The neurosteroid allopregnanolone (ALLO) is a potent positive modulator of GABAA receptors that can modulate ethanol (EtOH) withdrawal. The 5α-reductase inhibitor finasteride can block the formation of ALLO and other GABAergic neurosteroids and also reduce certain effects of EtOH. Treatment with finasteride during chronic EtOH exposure decreased EtOH withdrawal severity and blood EtOH concentrations (BECs), suggesting an additional effect of finasteride on EtOH pharmacokinetics. Thus, the purpose of the present study was to determine the effect of finasteride on acute EtOH withdrawal severity, to minimize the effect of finasteride on EtOH metabolism.
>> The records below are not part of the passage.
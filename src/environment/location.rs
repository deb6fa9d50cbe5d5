//! Deferred Install Location
//!
//! Where a fresh Miniconda lands when no installation is found. The path is
//! derived from the agent's tools directory the first time it is needed and
//! then fixed for the rest of the process, so the locator and the installer
//! always agree on it.

use std::fmt;
use std::path::{Path, PathBuf};

use once_cell::sync::OnceCell;

/// Directory name of a fresh installation inside the tools directory.
pub const INSTALL_DIR_NAME: &str = "Miniconda";

type BaseLookup = Box<dyn Fn() -> PathBuf + Send + Sync>;

/// Compute-once install location.
pub struct DeferredInstallLocation {
    base: BaseLookup,
    path: OnceCell<PathBuf>,
}

impl DeferredInstallLocation {
    /// Creates a location whose base directory comes from `base` on first use.
    pub fn new(base: impl Fn() -> PathBuf + Send + Sync + 'static) -> Self {
        Self {
            base: Box::new(base),
            path: OnceCell::new(),
        }
    }

    /// Returns `<base>/Miniconda`, computing it on the first call only.
    pub fn get(&self) -> &Path {
        self.path.get_or_init(|| (self.base)().join(INSTALL_DIR_NAME))
    }

    /// Whether [`get`](Self::get) has been called yet.
    pub fn is_resolved(&self) -> bool {
        self.path.get().is_some()
    }
}

impl fmt::Debug for DeferredInstallLocation {
    fn fmt(&self, f: &mut fmt::Formatter<'_>) -> fmt::Result {
        f.debug_struct("DeferredInstallLocation")
            .field("path", &self.path.get())
            .finish()
    }
}
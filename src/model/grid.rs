//! Aligned view of a table, derived on demand and never stored.

use super::{ColumnBoundary, Field, Row};
use serde::Serialize;

/// A table whose ragged rows have been snapped to a fixed set of columns.
///
/// The grid borrows from the [`super::Table`] it was built from. It always
/// holds at least one row: `rows[0]` is the header.
#[derive(Debug, Clone, PartialEq, Serialize)]
pub struct AlignedGrid<'a> {
    /// Column intervals taken from the template row, in its field order.
    /// `None` marks a template field that had no box.
    pub columns: Vec<Option<ColumnBoundary>>,

    /// Index of the template row within the source table
    pub template_row: usize,

    /// Aligned rows in source order; the first is the header
    pub rows: Vec<AlignedRow<'a>>,

    /// Number of fields discarded because their column was already taken
    pub dropped: usize,
}

impl<'a> AlignedGrid<'a> {
    /// Number of columns.
    pub fn column_count(&self) -> usize {
        self.columns.len()
    }

    /// Number of rows, header included.
    pub fn row_count(&self) -> usize {
        self.rows.len()
    }

    /// The header row.
    pub fn header(&self) -> &AlignedRow<'a> {
        &self.rows[0]
    }

    /// Body rows (everything after the header).
    pub fn body(&self) -> &[AlignedRow<'a>] {
        &self.rows[1..]
    }

    /// Field at a row (header = 0) and column.
    pub fn cell(&self, row: usize, column: usize) -> Option<&'a Field> {
        self.rows.get(row).and_then(|r| r.cell(column))
    }
}

/// One source row spread over the grid's columns.
#[derive(Debug, Clone, PartialEq, Serialize)]
pub struct AlignedRow<'a> {
    /// Index of this row within the source table
    pub source_index: usize,

    /// The source row (for locating the row as a whole)
    #[serde(skip)]
    pub row: &'a Row,

    /// One slot per column; `None` where no field landed
    pub cells: Vec<Option<&'a Field>>,
}

impl<'a> AlignedRow<'a> {
    /// Field in a column, if one was assigned.
    pub fn cell(&self, column: usize) -> Option<&'a Field> {
        self.cells.get(column).copied().flatten()
    }

    /// Number of occupied slots.
    pub fn filled(&self) -> usize {
        self.cells.iter().filter(|c| c.is_some()).count()
    }

    /// Cell texts, empty strings for vacant slots.
    pub fn texts(&self) -> Vec<&'a str> {
        self.cells
            .iter()
            .map(|c| c.map(|f| f.text.as_str()).unwrap_or(""))
            .collect()
    }
}
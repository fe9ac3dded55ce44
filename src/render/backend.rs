//! Boundary to the rendering library.
//!
//! The crate never decodes or rasterizes PDF content itself. A backend turns
//! bytes into a document, a document hands out pages, and a page draws
//! itself into a [`Surface`] for a given [`Viewport`].

use std::sync::Arc;

use async_trait::async_trait;
use serde::{Deserialize, Serialize};

use super::{CancelSignal, Surface};
use crate::error::Result;
use crate::model::{normalize_rotation, Page};

/// Requested scale and rotation for a viewport.
#[derive(Debug, Clone, Copy, PartialEq)]
pub struct ViewportParams {
    /// Zoom factor (1.0 = native size)
    pub scale: f32,
    /// Rotation in degrees
    pub rotation: u16,
}

impl ViewportParams {
    /// Create viewport parameters.
    pub fn new(scale: f32, rotation: u16) -> Self {
        Self { scale, rotation }
    }

    /// Unit scale under the given rotation: the reference frame that
    /// extraction boxes are expressed in.
    pub fn unit(rotation: u16) -> Self {
        Self::new(1.0, rotation)
    }
}

/// Size of a page at a given scale and rotation.
#[derive(Debug, Clone, Copy, PartialEq, Serialize, Deserialize)]
pub struct Viewport {
    /// Width in pixels
    pub width: f32,
    /// Height in pixels
    pub height: f32,
    /// Scale the viewport was computed for
    pub scale: f32,
    /// Rotation the viewport was computed for
    pub rotation: u16,
}

impl Viewport {
    /// Compute the viewport of a page, swapping axes on quarter turns.
    pub fn for_page(page: &Page, params: ViewportParams) -> Self {
        let rotation = normalize_rotation(i32::from(params.rotation));
        let (width, height) = if rotation % 180 == 90 {
            (page.native_height, page.native_width)
        } else {
            (page.native_width, page.native_height)
        };
        Self {
            width: width * params.scale,
            height: height * params.scale,
            scale: params.scale,
            rotation,
        }
    }
}

/// Result of a render call that did not fault.
#[derive(Debug, Clone, Copy, PartialEq, Eq)]
pub enum RenderStatus {
    /// The page was fully drawn
    Completed,
    /// The backend observed the cancellation signal and stopped early
    Cancelled,
}

/// Loads documents from raw bytes.
#[async_trait]
pub trait RenderBackend: Send + Sync {
    /// Backend name for diagnostics.
    fn name(&self) -> &str;

    /// Decode a document. Suspends while the file is parsed.
    async fn load_document(&self, bytes: Vec<u8>) -> Result<Arc<dyn RenderDocument>>;
}

/// A loaded, immutable document.
#[async_trait]
pub trait RenderDocument: Send + Sync {
    /// Total number of pages.
    fn page_count(&self) -> u32;

    /// Retrieve a page by one-based number.
    async fn get_page(&self, number: u32) -> Result<Arc<dyn RenderPage>>;
}

/// One renderable page.
#[async_trait]
pub trait RenderPage: Send + Sync {
    /// Index, rotation and native size.
    fn info(&self) -> Page;

    /// Viewport for a scale and rotation.
    fn viewport(&self, params: ViewportParams) -> Viewport {
        Viewport::for_page(&self.info(), params)
    }

    /// Draw into `surface`. Implementations should check `cancel` between
    /// drawing steps and return [`RenderStatus::Cancelled`] once it fires.
    async fn render(
        &self,
        surface: &mut Surface,
        viewport: &Viewport,
        cancel: &CancelSignal,
    ) -> Result<RenderStatus>;
}
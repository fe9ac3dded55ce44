//! Table alignment options.

/// What to do with a field whose nearest column is already occupied by an
/// earlier field of the same row.
#[derive(Debug, Clone, Copy, PartialEq, Eq, Default)]
pub enum CollisionPolicy {
    /// Discard the later field (legacy behavior)
    #[default]
    Drop,
    /// Place the later field in the nearest column that is still free,
    /// dropping it only when the row is full
    NearestFree,
}

/// Options for table alignment.
#[derive(Debug, Clone)]
pub struct AlignOptions {
    /// Collision handling
    pub collision: CollisionPolicy,

    /// Whether to align multiple tables in parallel
    pub parallel: bool,
}

impl AlignOptions {
    /// Create new align options with defaults.
    pub fn new() -> Self {
        Self::default()
    }

    /// Set collision policy.
    pub fn with_collision(mut self, collision: CollisionPolicy) -> Self {
        self.collision = collision;
        self
    }

    /// Reassign colliding fields to the nearest free column.
    pub fn nearest_free(mut self) -> Self {
        self.collision = CollisionPolicy::NearestFree;
        self
    }

    /// Disable parallel processing.
    pub fn sequential(mut self) -> Self {
        self.parallel = false;
        self
    }
}

impl Default for AlignOptions {
    fn default() -> Self {
        Self {
            collision: CollisionPolicy::Drop,
            parallel: true,
        }
    }
}
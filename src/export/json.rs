//! JSON output.

use serde::Serialize;

use crate::error::{Error, Result};

/// JSON output format.
#[derive(Debug, Clone, Copy, PartialEq, Eq, Default)]
pub enum JsonFormat {
    /// Pretty-printed JSON with indentation
    #[default]
    Pretty,
    /// Compact JSON without extra whitespace
    Compact,
}

/// Serialize any value (elements, aligned grids, document info) to JSON.
pub fn to_json<T: Serialize + ?Sized>(value: &T, format: JsonFormat) -> Result<String> {
    let result = match format {
        JsonFormat::Pretty => serde_json::to_string_pretty(value),
        JsonFormat::Compact => serde_json::to_string(value),
    };

    result.map_err(|e| Error::Other(format!("JSON serialization error: {}", e)))
}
Male and female C57BL/6J and DBA/2J mice received a pretreatment of finasteride (50 mg/kg i.p.) or vehicle 24 h prior to an injection of EtOH (4 g/kg i.p.) or saline. Handling-induced convulsions (HICs) were scored at baseline, and then over a 24 h period after EtOH or saline injection. In another experiment, plasma estradiol and corticosterone levels were assessed at selected time points (0, 2, 8, and 24 h). In a final study, retro-orbital blood samples were collected at 30, 60, 120, and 240 min post-EtOH administration to access finasteride’s effects on EtOH clearance parameters. Pretreatment with finasteride increased acute EtOH withdrawal severity in female C57BL/6J and DBA/2J mice but decreased withdrawal severity in male mice of both strains. Finasteride did not alter BECs, EtOH clearance, estradiol, or corticosterone concentrations in a manner that appeared to contribute to the sex difference in finasteride’s effect on acute EtOH withdrawal severity. These findings suggest that male and female C57BL/6J and DBA/2J mice differ in their sensitivity to changes in ALLO or other GABAergic neurosteroid levels during acute EtOH withdrawal. Sex differences in the modulation of GABAergic 5α-reduced steroids may be an important consideration in understanding and developing therapeutic interventions in alcoholics.